L’histoire de la franc-maçonnerie et des francs-maçons, est compliquée et contradictoire. Un exemple pourrait être donné faisant d’elle un mouvement très libéral, et un autre qui la montre conservatrice. En réalité, cependant, elle ne s’est préoccupé que l’élévation spirituelle de l’individu par lui-même. Alors que des juridictions maçonniques en rupture ou « irrégulières » ont, dans certains pays, favorisé l’athéisme, d’autres, tout aussi irrégulières, ont insisté pour que les membres soient des chrétiens croyants et pratiquants. Dans le monde anglo-saxon, les francs-maçons peuvent appartenir à la religion qu’ils veulent, de l’Hindouisme à l’Islam, tant qu’ils croient en un être supérieur. Beaucoup ne font pas partie d’aucune religion, et affirment simplement croire en Dieu.
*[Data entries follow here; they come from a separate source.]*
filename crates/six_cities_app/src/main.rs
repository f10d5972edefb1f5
mod platform;

fn main() -> anyhow::Result<()> {
    platform::run_app()
}
//! Top-level orchestration: wires [`crate::config::Configuration`],
//! [`crate::stats::Statistics`], the file table, and one [`Pool`] per
//! [`Class`] into a single handle, and owns the background dirty-page
//! flusher and statistics-reporter threads.

use crate::config::{self, Configuration};
use crate::file::{BufferFile, DescriptorBudget};
use crate::page::{FixMode, UnfixMode};
use crate::pool::{Memory, Pool};
use crate::stats::{self, Statistics};
use crate::Class;
use common::{DbResult, FileId};
use dashmap::DashMap;
use std::path::{Path, PathBuf};
use std::sync::atomic::{AtomicBool, AtomicU64, Ordering};
use std::sync::{Arc, Mutex};
use std::thread::JoinHandle;
use std::time::Duration;
use tracing::warn;

/// Owns every file and pool the process has open and runs the
/// background maintenance threads described in the external interface
/// (`DirtyPageFlusherPeriod`, `StatisticsReporterPeriod`).
pub struct BufferManager {
    config: Configuration,
    stats: Arc<Statistics>,
    budget: Arc<DescriptorBudget>,
    files: DashMap<PathBuf, Arc<BufferFile>>,
    next_file_id: AtomicU64,
    pools: [Arc<Pool>; 4],
    stop: Arc<AtomicBool>,
    flusher: Mutex<Option<JoinHandle<()>>>,
    reporter: Mutex<Option<JoinHandle<()>>>,
}

fn class_index(class: Class) -> usize {
    match class {
        Class::Normal => 0,
        Class::Temporary => 1,
        Class::ReadOnly => 2,
        Class::LogicalLog => 3,
    }
}

impl BufferManager {
    /// Build a manager from the process's cached [`Configuration`].
    pub fn new() -> DbResult<Arc<Self>> {
        Self::with_config(config::get()?)
    }

    pub fn with_config(config: Configuration) -> DbResult<Arc<Self>> {
        let stats = Statistics::new();
        let budget = Arc::new(DescriptorBudget::new(config.open_file_count_max, stats.clone()));
        let pools = [Class::Normal, Class::Temporary, Class::ReadOnly, Class::LogicalLog]
            .map(|class| {
                Pool::new(
                    class,
                    storage::round_page_size(4096, config.page_size_max),
                    config.pool_size_limit(class),
                    budget.clone(),
                    stats.clone(),
                    config.calculate_checksum,
                    config.skip_dirty_candidate_count_max,
                    config.flushing_body_count_max,
                    config.read_ahead_block_size,
                    config.retry_allocation_count_max,
                    config.page_table_size,
                )
            });
        let stop = Arc::new(AtomicBool::new(false));

        let manager = Arc::new(Self {
            config: config.clone(),
            stats: stats.clone(),
            budget,
            files: DashMap::with_capacity(config.file_table_size),
            next_file_id: AtomicU64::new(1),
            pools,
            stop: stop.clone(),
            flusher: Mutex::new(None),
            reporter: Mutex::new(None),
        });

        let flusher_handle = {
            let weak = Arc::downgrade(&manager);
            let stop = stop.clone();
            let period = config.dirty_page_flusher_period_ms;
            let flush_page_coefficient = config.flush_page_coefficient;
            if period == 0 {
                None
            } else {
                Some(std::thread::spawn(move || {
                    while !stop.load(Ordering::Relaxed) {
                        std::thread::sleep(Duration::from_millis(period));
                        if stop.load(Ordering::Relaxed) {
                            break;
                        }
                        let Some(manager) = weak.upgrade() else { break };
                        for pool in &manager.pools {
                            if pool.dirty_percent() < flush_page_coefficient {
                                continue;
                            }
                            if let Err(e) = pool.swap_dirty_list() {
                                warn!(error = %e, class = ?pool.class(), "dirty page flush failed");
                            }
                        }
                    }
                }))
            }
        };
        *manager.flusher.lock().unwrap() = flusher_handle;

        let reporter_handle = stats::spawn_reporter(stats, config.statistics_reporter_period_ms, stop);
        *manager.reporter.lock().unwrap() = reporter_handle;

        Ok(manager)
    }

    pub fn config(&self) -> &Configuration {
        &self.config
    }

    pub fn stats(&self) -> Arc<Statistics> {
        self.stats.clone()
    }

    fn pool(&self, class: Class) -> &Arc<Pool> {
        &self.pools[class_index(class)]
    }

    /// Register a new or existing file with the manager's file table.
    /// `path` is canonicalized as given; two registrations of the same
    /// path return the same [`BufferFile`].
    pub fn attach_file(
        self: &Arc<Self>,
        path: impl Into<PathBuf>,
        class: Class,
        create: bool,
    ) -> DbResult<Arc<BufferFile>> {
        let path = path.into();
        if let Some(existing) = self.files.get(&path) {
            existing.incref();
            return Ok(existing.clone());
        }
        let id = FileId(self.next_file_id.fetch_add(1, Ordering::AcqRel));
        let page_size = storage::round_page_size(4096, self.config.page_size_max);
        let read_only = class == Class::ReadOnly;
        let file = BufferFile::new(
            id,
            class,
            path.clone(),
            page_size,
            read_only,
            false,
            self.config.delay_temporary_creation,
            self.config.file_permission,
        );
        if create {
            file.create(false, &self.budget)?;
        } else {
            file.mount(true)?;
        }
        file.incref();
        self.files.insert(path, file.clone());
        Ok(file)
    }

    /// Drop a reference to `file`; once the refcount reaches zero its
    /// pages are discarded from their pool and the descriptor is closed.
    pub fn detach_file(&self, file: &Arc<BufferFile>) -> DbResult<()> {
        if file.decref() == 0 {
            self.pool(file.class()).discard_file(file);
            file.close(&self.budget)?;
            self.files.remove(&file.path());
        }
        Ok(())
    }

    pub fn destroy_file(&self, file: &Arc<BufferFile>) -> DbResult<()> {
        self.pool(file.class()).discard_file(file);
        file.destroy(&self.budget)?;
        self.files.remove(&file.path());
        Ok(())
    }

    pub fn fix(self: &Arc<Self>, file: &Arc<BufferFile>, offset: u64, mode: FixMode) -> DbResult<Memory> {
        self.pool(file.class()).fix(file, offset, mode)
    }

    pub fn flush_all(&self, class: Class) -> DbResult<usize> {
        self.pool(class).flush_dirty(false)
    }

    /// Two-phase checkpoint: mark every pool's currently dirty pages,
    /// then flush only those marked, so pages dirtied mid-checkpoint are
    /// deferred to the next one.
    pub fn checkpoint(&self) -> DbResult<usize> {
        for pool in &self.pools {
            pool.mark_dirty();
        }
        let mut total = 0;
        for pool in &self.pools {
            total += pool.flush_dirty(true)?;
        }
        Ok(total)
    }

    pub fn shrink_idle(&self) -> usize {
        self.pools.iter().map(|pool| pool.shrink(0)).sum()
    }

    /// Stop the background threads. Idempotent; subsequent fixes and
    /// flushes still work, they simply aren't driven automatically.
    pub fn shutdown(&self) {
        self.stop.store(true, Ordering::SeqCst);
        if let Some(handle) = self.flusher.lock().unwrap().take() {
            let _ = handle.join();
        }
        if let Some(handle) = self.reporter.lock().unwrap().take() {
            let _ = handle.join();
        }
    }
}

impl Drop for BufferManager {
    fn drop(&mut self) {
        self.stop.store(true, Ordering::SeqCst);
    }
}
//! Identifiers and the canonical error type shared by the buffer-pool
//! crates (`storage`, `buffer`).
//!
//! The transaction manager, SQL front end, schema/catalog, and WAL are
//! external collaborators of the buffer pool (see the design's scope
//! notes) and are not implemented in this workspace; `DbError` still
//! carries a couple of generic string variants for them so that a caller
//! embedding the buffer pool inside a larger engine has somewhere to
//! plug in its own failure modes without introducing a second error type.

use std::{io, path::PathBuf};
use thiserror::Error;

/// Identifier for a buffer file registered with the buffer pool's file
/// table. Distinct identifiers are handed out per mounted path; a heap
/// file, its indexes, and the write-ahead log each get their own `FileId`.
#[derive(Clone, Copy, Debug, PartialEq, Eq, Hash, PartialOrd, Ord)]
pub struct FileId(pub u64);

/// Canonical error type shared across database subsystems.
#[derive(Error, Debug)]
pub enum DbError {
    #[error(transparent)]
    Io(#[from] io::Error),

    /// Generic failure surfaced by an external collaborator (transaction
    /// manager, catalog, WAL) that this workspace treats as opaque.
    #[error("external: {0}")]
    External(String),

    // --- Buffer pool error kinds ---
    /// The pool's memory budget is exhausted. Retryable: callers should
    /// force a dirty-page flush and try again, up to
    /// `RetryAllocationCountMax` times.
    #[error("memory exhausted")]
    MemoryExhausted,
    /// A page failed CRC verification, or a read returned fewer bytes than
    /// the page size.
    #[error("bad data page at offset {offset} in {path}")]
    BadDataPage { offset: u64, path: PathBuf },
    /// `unfix(Flush)` was attempted on a page whose file has an active
    /// deterrent and whose state is `Deterrentable`.
    #[error("flush prevented by deterrent on {0}")]
    FlushPrevented(PathBuf),
    /// The OS file-descriptor budget is exhausted even after closing LRU
    /// victims; retried internally before ever reaching a caller.
    #[error("too many open files")]
    TooManyOpenFiles,
    /// Expected during `mount(existing = false)`; callers swallow this.
    #[error("file not found: {0}")]
    FileNotFound(PathBuf),
    /// An internal invariant was violated (e.g. a rename collision with
    /// the file's own path).
    #[error("unexpected: {0}")]
    Unexpected(String),
    /// The caller passed an invalid argument (e.g. a zero page size).
    #[error("bad argument: {0}")]
    BadArgument(String),
}

/// Result alias that carries a `DbError`.
pub type DbResult<T> = Result<T, DbError>;

/// Convenient re-exports for downstream crates.
pub mod prelude {
    pub use crate::{DbError, DbResult, FileId};
}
Ironiquement, la Franc-maçonnerie anglophone partage cet oecuménisme avec le traditionalisme guénonien. (Evola, qui voulait un retour à un mode de vie païen, est souvent considéré comme étant à l’extérieur du traditionalisme proprement dit, notamment en raison de son association avec l’extrême-droite.) Le traditionalisme affirme que l’on peut entrer en contact avec la Tradition spirituelle authentique et primordiale en adhérant à l’une des grandes religions, qui sont réputés être des reflets et des approximations de la Tradition.

C’est grâce à l’ésotérisme (l’interprétation des textes religieux, en combinaison avec la méditation, etc.) que le dévot vient à percevoir, et à exister à l’intérieur de la Tradition primordiale et de la pleine lumière de la Divinité. Pour les traditionalistes, la connaissance du Divin est saisi par étapes dans une ascension spirituelle. De même, dans la franc-maçonnerie, l’initié passe par des degrés divers, où il trouve, dans certains cas, les mêmes symboles, réinterprétés. Ces interprétations travaillent ensemble, et les progrès des interprétations permettent de pénétrer des notions de plus en plus subtiles et spirituelles (où la lettre «G» représente la géométrie et Dieu, ou les deux combinés, le Grand Architecte).

En raison de son oecuménisme, les vues de nombreux traditionalistes occupent les extrémités opposées du spectre politique. Ils croient, par exemple, dans l’égalité des religions et des peuples, et ainsi de suite – quelque chose qui est implicite dans les franc-maçonneries modernes du monde anglo-saxon.

Dans l’idéal, le traditionalisme et la franc-maçonnerie (comme le soufisme et le Tantra Hindou) réoriente l’individu vers le Divin, et l’encourager à quitter ce qui est la font pour aller vers ce qui est élevé. Cela ne signifie pas qu’il faut fantasmer sur des surhommes ou la création de la société parfaite, mais, plutôt, de surmonter le soi.